THE TASK: Taking the records line by line, how many lines contain the word "collected"? Answer with the number only.

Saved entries
#[cfg(test)]
mod tests {
    use super::*;

    /// A complete 3-max hyper-turbo hand: button open-folds, the small blind
    /// jams, the big blind calls and loses the showdown.
    const HAND: &str = "\
PokerStars Hand #189807795760: Tournament #2380726500, $0.23+$0.02 USD Hold'em No Limit - Level IV (60/120) - 2018/09/02 10:57:35 ET
Table '2380726500 1' 3-max Seat #1 is the button
Seat 1: dimitriskous (1432 in chips)
Seat 4: MM7000k (544 in chips)
Seat 5: DiggErr555 (1024 in chips)
dimitriskous: posts the ante 12
MM7000k: posts the ante 12
DiggErr555: posts the ante 12
MM7000k: posts small blind 60
DiggErr555: posts big blind 120
*** HOLE CARDS ***
Dealt to DiggErr555 [Qs Qc]
dimitriskous: folds
MM7000k: raises 412 to 532 and is all-in
DiggErr555: calls 412
*** FLOP *** [Jc 6c 6h]
*** TURN *** [Jc 6c 6h] [Js]
*** RIVER *** [Jc 6c 6h Js] [7d]
*** SHOW DOWN ***
MM7000k: shows [Jd Ah] (three of a kind, Jacks)
DiggErr555: shows [Qs Qc] (two pair, Queens and Sixes)
MM7000k collected 1100 from pot
*** SUMMARY ***
Total pot 1100 | Rake 0
Board [Jc 6c 6h Js 7d]
Seat 1: dimitriskous (button) folded before Flop
Seat 4: MM7000k (small blind) showed [Jd Ah] and won (1100) with three of a kind, Jacks
Seat 5: DiggErr555 (big blind) showed [Qs Qc] and lost with two pair, Queens and Sixes
";

    fn hand() -> Hand {
        Hand::parse(HAND).unwrap()
    }

    #[test_log::test]
    fn test_ids_and_datetime() {
        let h = hand();
        assert_eq!(h.tid(), Some(2380726500));
        assert_eq!(h.hid(), Some(189807795760));
        let dt = h.datetime().unwrap();
        assert_eq!(dt.format("%Y/%m/%d %H:%M:%S").to_string(), "2018/09/02 10:57:35");
    }

    #[test_log::test]
    fn test_players_and_stacks() {
        let h = hand();
        assert_eq!(h.players(), ["dimitriskous", "MM7000k", "DiggErr555"]);
        assert_eq!(h.stacks(), [1432, 544, 1024]);
        assert_eq!(h.stack_of("MM7000k"), Some(544));
        assert_eq!(h.players_number(), 3);
    }

    #[test_log::test]
    fn test_blind_posters_and_order() {
        let h = hand();
        assert_eq!(h.big_blind_player(), Some("DiggErr555"));
        assert_eq!(h.small_blind_player(), Some("MM7000k"));
        assert_eq!(h.preflop_order(), ["dimitriskous", "MM7000k", "DiggErr555"]);
        assert_eq!(h.level_blinds(), (60, 120));
    }

    #[test_log::test]
    fn test_blinds_and_antes() {
        let h = hand();
        assert_eq!(h.blinds()["MM7000k"], 60);
        assert_eq!(h.blinds()["DiggErr555"], 120);
        assert_eq!(h.antes()["dimitriskous"], 12);
        // Combined posting totals sum blind plus ante.
        assert_eq!(h.blinds_and_antes()["DiggErr555"], 132);
        assert_eq!(h.blinds_and_antes()["dimitriskous"], 12);
    }

    #[test_log::test]
    fn test_preflop_actions() {
        let h = hand();
        let actions = h.actions(Street::Preflop);
        assert_eq!(actions["dimitriskous"], [Action::Fold]);
        assert_eq!(actions["MM7000k"], [Action::Raise]);
        assert_eq!(actions["DiggErr555"], [Action::Call]);

        let amounts = h.amounts(Street::Preflop);
        assert_eq!(amounts["MM7000k"], [Some(532)]);
        assert_eq!(amounts["DiggErr555"], [Some(412)]);
        assert!(!amounts.contains_key("dimitriskous"));
    }

    #[test_log::test]
    fn test_action_log_pairs_folds_with_no_amount() {
        let h = hand();
        let log = h.action_log(Street::Preflop);
        assert_eq!(log["dimitriskous"], [(Action::Fold, None)]);
        assert_eq!(log["MM7000k"], [(Action::Raise, Some(532))]);
    }

    #[test_log::test]
    fn test_board() {
        let h = hand();
        assert_eq!(h.flop(), Some("Jc 6c 6h"));
        assert_eq!(h.turn(), Some("Js"));
        assert_eq!(h.river(), Some("7d"));
        assert_eq!(h.board(), ["Jc 6c 6h", "Js", "7d"]);
    }

    #[test_log::test]
    fn test_showdown() {
        let h = hand();
        assert!(h.is_showdown());
        assert_eq!(h.showdown_hands()["MM7000k"], "Jd Ah");
        assert_eq!(h.showdown_hands()["DiggErr555"], "Qs Qc");
        assert_eq!(h.chip_won()["MM7000k"], [1100]);
    }

    #[test_log::test]
    fn test_summary_fields() {
        let h = hand();
        assert_eq!(h.pot_list(), [1100]);
        // The tournament did not end on this hand.
        assert!(h.finishes().is_empty());
        assert!(h.prize_won().is_empty());
    }

    #[test_log::test]
    fn test_hero() {
        let h = hand();
        assert_eq!(h.hero(), Some("DiggErr555"));
        assert_eq!(h.hero_cards(), Some("Qs Qc"));
    }

    #[test_log::test]
    fn test_buy_in_components() {
        let h = hand();
        assert_eq!(h.rake(), Money::parse("0.02").unwrap());
        assert_eq!(h.bounty(), Money::ZERO);
        assert!(!h.is_knockout());
        // bi + bounty + rake
        assert_eq!(h.buy_in(), Money::parse("0.25").unwrap());
    }

    #[test_log::test]
    fn test_positions_and_ranks() {
        let h = hand();
        let pos = h.positions();
        assert_eq!(pos["DiggErr555"], "BB");
        assert_eq!(pos["MM7000k"], "SB");
        assert_eq!(pos["dimitriskous"], "BU");

        assert_eq!(h.tournament_position("dimitriskous"), Some(1));
        assert_eq!(h.tournament_position("MM7000k"), Some(3));
        assert!(h.is_chip_leader("dimitriskous"));
        // The big blind acts last, so their left-rank is the table rank.
        assert_eq!(h.tournament_position_left("DiggErr555"), Some(2));
        // Only the blinds act after the small blind's rotation slot.
        assert_eq!(h.tournament_position_left("MM7000k"), Some(2));
    }

    #[test_log::test]
    fn test_last_actions() {
        let h = hand();
        assert_eq!(h.last_action(Street::Preflop)["MM7000k"], Action::Raise);
        // No betting after the preflop all-in, so preflop is the last street
        // with any action.
        assert_eq!(h.last_actions()["DiggErr555"], [Action::Call]);
        assert_eq!(h.all_in_players(Street::Preflop), ["MM7000k"]);
    }

    #[test_log::test]
    fn test_empty_input_is_structural_error() {
        assert_eq!(Hand::parse("").unwrap_err(), HandParseError::EmptyHand);
        assert_eq!(Hand::parse("  \n \n").unwrap_err(), HandParseError::EmptyHand);
    }

    #[test_log::test]
    fn test_no_seats_is_structural_error() {
        let err = Hand::parse("PokerStars Hand #1: Tournament #2\nno seats here\n").unwrap_err();
        assert_eq!(err, HandParseError::NoSeats);
    }

    #[test_log::test]
    fn test_zero_stack_seats_removed() {
        let text = "\
PokerStars Hand #1: Tournament #2, $0.23+$0.02 USD Hold'em No Limit - Level I (10/20) - 2018/09/02 10:57:35 ET
Seat 1: alive (980 in chips)
Seat 2: busted (0 in chips)
Seat 3: other (2020 in chips)
alive: posts small blind 10
other: posts big blind 20
*** HOLE CARDS ***
";
        let h = Hand::parse(text).unwrap();
        assert_eq!(h.players(), ["alive", "other"]);
        assert_eq!(h.stacks(), [980, 2020]);
        assert!(!h.preflop_order().iter().any(|p| p == "busted"));
    }

    #[test_log::test]
    fn test_small_blind_fallback_rotation() {
        // No big blind post: rotation anchors on the small blind.
        let text = "\
Hand #1: Tournament #2
Seat 1: a (100 in chips)
Seat 2: b (200 in chips)
Seat 3: c (300 in chips)
b: posts small blind 10
*** HOLE CARDS ***
";
        let h = Hand::parse(text).unwrap();
        assert_eq!(h.preflop_order(), ["c", "a", "b"]);
    }

    #[test_log::test]
    fn test_no_blind_posts_means_empty_order() {
        let text = "Hand #1\nSeat 1: a (100 in chips)\nSeat 2: b (50 in chips)\n";
        let h = Hand::parse(text).unwrap();
        assert!(h.preflop_order().is_empty());
    }

    #[test_log::test]
    fn test_finishes_and_prizes() {
        let text = "\
Hand #9: Tournament #7, $0.23+$0.02 USD
Seat 1: winner (2900 in chips)
Seat 2: loser (100 in chips)
winner: posts small blind 50
loser: posts big blind 100
*** HOLE CARDS ***
winner: raises 100 to 200
loser: calls 100
*** SHOW DOWN ***
winner collected 400 from pot
loser finished the tournament in 2nd place
winner wins the tournament and receives $11.00 - congratulations!
*** SUMMARY ***
Total pot 400 | Rake 0
";
        let h = Hand::parse(text).unwrap();
        assert_eq!(h.finishes()["loser"], 2);
        assert_eq!(h.finishes()["winner"], 1);
        assert_eq!(h.prize_won()["winner"], Money::parse("11.00").unwrap());
        assert!(h.is_showdown());
    }

    #[test_log::test]
    fn test_winner_collects_own_bounty() {
        let text = "\
Hand #9: Tournament #7, $2.30+$2.25+$0.45 USD
Seat 1: winner (2900 in chips)
Seat 2: loser (100 in chips)
winner: posts small blind 50
loser: posts big blind 100
*** HOLE CARDS ***
*** SHOW DOWN ***
winner wins the $2.25 bounty for eliminating loser
loser finished the tournament in 2nd place
winner wins the tournament and receives $11.00 - congratulations!
*** SUMMARY ***
Total pot 400 | Rake 0
";
        let h = Hand::parse(text).unwrap();
        assert!(h.is_knockout());
        // Knockout bounty plus their own head bounty for winning.
        assert_eq!(h.bounty_won()["winner"], Money::parse("4.50").unwrap());
    }

    #[test_log::test]
    fn test_uncalled_bet() {
        let text = "\
Hand #9: Tournament #7
Seat 1: a (2900 in chips)
Seat 2: b (100 in chips)
a: posts small blind 50
b: posts big blind 100
*** HOLE CARDS ***
a: raises 200 to 300
Uncalled bet (200) returned to a
a collected 250 from pot
*** SUMMARY ***
Total pot 250 | Rake 0
";
        let h = Hand::parse(text).unwrap();
        assert_eq!(h.uncalled()["a"], 200);
        assert_eq!(h.chip_won()["a"], [250]);
    }

    #[test_log::test]
    fn test_display() {
        assert_eq!(
            hand().to_string(),
            "Hand: #189807795760 Tournament: #2380726500 $0.25"
        );
    }

    #[test_log::test]
    fn test_from_str() {
        let h: Hand = HAND.parse().unwrap();
        assert_eq!(h.tid(), Some(2380726500));
    }

    #[test_log::test]
    fn test_icm_equity_by_name() {
        let h = hand();
        let eq = h.icm_equity(&[0.65, 0.35]).unwrap();
        assert_eq!(eq.len(), 3);
        // Bigger stack, bigger equity.
        assert!(eq["dimitriskous"] > eq["DiggErr555"]);
        assert!(eq["DiggErr555"] > eq["MM7000k"]);
    }

    #[test_log::test]
    fn test_bubble_factor_by_name() {
        let h = hand();
        let bf = h.bubble_factor("dimitriskous", "DiggErr555", &[0.65, 0.35]).unwrap();
        assert!((0.0..1.0).contains(&bf));
        let err = h.bubble_factor("nobody", "DiggErr555", &[0.65, 0.35]).unwrap_err();
        assert!(matches!(err, IcmError::UnknownPlayer(_)));
    }

    #[test_log::test]
    fn test_bubble_factor_table_by_name() {
        let h = hand();
        let table = h.bubble_factors(&[0.65, 0.35]).unwrap();
        assert_eq!(table.len(), 3);
        let row = &table["dimitriskous"];
        assert_eq!(row.len(), 2);
        assert!(!row.contains_key("dimitriskous"));
        assert_eq!(
            row["DiggErr555"],
            h.bubble_factor("dimitriskous", "DiggErr555", &[0.65, 0.35]).unwrap()
        );
    }
}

REPLY: 3